Saudi Arabian security forces have detained up to 30 Shia activists over the past two days, keeping up with their crackdown on pro-reform protests.
The detainees, who included two internet activists, were arrested in the eastern city of Qatif for taking part in anti-government protests, AFP reported on Thursday.
"Arrests have been ongoing for sometime but in the past few days it focused on bloggers and writers," a Shia activist was quoted as saying on condition of anonymity as he feared facing arrest.
"The number of Shias arrested since the start of the protests and (those who) remain in jail is 140."
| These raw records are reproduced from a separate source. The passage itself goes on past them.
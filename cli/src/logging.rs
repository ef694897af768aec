//! # Logging
//!
//! Installs the `tracing` subscriber used by every command.

use crate::error::{CliError, CliResult};
use tracing_subscriber::EnvFilter;

/// Environment variable holding an `EnvFilter` directive that overrides the flags.
pub const LOG_ENV: &str = "GENSTRUCTS_LOG";

/// Picks the default filter directive from the global flags.
pub fn default_level(quiet: bool, verbose: bool) -> &'static str {
    if quiet {
        "error"
    } else if verbose {
        "debug"
    } else {
        "warn"
    }
}

/// Initializes a stderr subscriber. `GENSTRUCTS_LOG` wins over the flags when set.
pub fn init(quiet: bool, verbose: bool) -> CliResult<()> {
    let filter = EnvFilter::try_from_env(LOG_ENV)
        .unwrap_or_else(|_| EnvFilter::new(default_level(quiet, verbose)));

    tracing_subscriber::fmt()
        .with_env_filter(filter)
        .with_writer(std::io::stderr)
        .with_target(false)
        .try_init()
        .map_err(|error| CliError::Logging(error.to_string()))
}
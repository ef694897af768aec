//! # Parser Module
//!
//! Parses Rust source with `syn`, locates a named declaration and extracts its
//! member fields together with their doc comments.

pub mod extractors;
mod locator;
pub mod models;

pub use extractors::{inspect_file, inspect_source, locate_and_extract};
pub use models::{FieldDescription, TypeDescription};
#![deny(missing_docs)]

//! # genstructs core
//!
//! Locates a struct declaration in a Rust source file, describes its fields and
//! renders that description through a code template.

/// Shared error types.
pub mod error;

/// AST parsing and field extraction.
pub mod parser;

/// Template rendering and formatting of generated code.
pub mod codegen;

pub use codegen::{format_source, Generator, Provenance};
pub use error::{InspectError, InspectResult};
pub use parser::{
    inspect_file, inspect_source, locate_and_extract, FieldDescription, TypeDescription,
};
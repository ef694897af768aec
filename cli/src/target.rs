//! # Target Arguments
//!
//! The type/file pair shared by every command.

use clap::builder::NonEmptyStringValueParser;
use std::path::PathBuf;

/// Which declaration to inspect, and where.
#[derive(clap::Args, Debug, Clone)]
pub struct TargetArgs {
    /// Name of the struct to inspect.
    #[clap(short = 't', long = "type", value_name = "TYPE", value_parser = NonEmptyStringValueParser::new())]
    pub type_name: String,

    /// Rust source file declaring the struct.
    ///
    /// Falls back to `GENSTRUCTS_FILE`, which a driving tool (a build script,
    /// a task runner) can set so the invocation only has to name the type.
    #[clap(value_name = "FILE", env = "GENSTRUCTS_FILE")]
    pub file: PathBuf,
}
Earlier in the month, a Human Rights Watch report said the authorities have arrested over 160 activists since February.
The people were called to police stations or saw their homes being raided by police.
“Even ordinary people have been detained for taking part in demonstrations,” a human rights campaigner was quoted as saying.
The Saudi nationals have been voicing outrage at Riyadh's continued imprisonment of people without charge and the suppression of women's rights. The unemployed have been rallying for job opportunities and their share of the biggest Arab economy's oil income.
Riyadh has also sparked outrage among the country's public for dispatching troops to Bahrain to aid Manama's current deadly crackdown on the popular protests there.
The protests have been held despite a ban by the Interior Ministry on all kinds of demonstrations and public gatherings.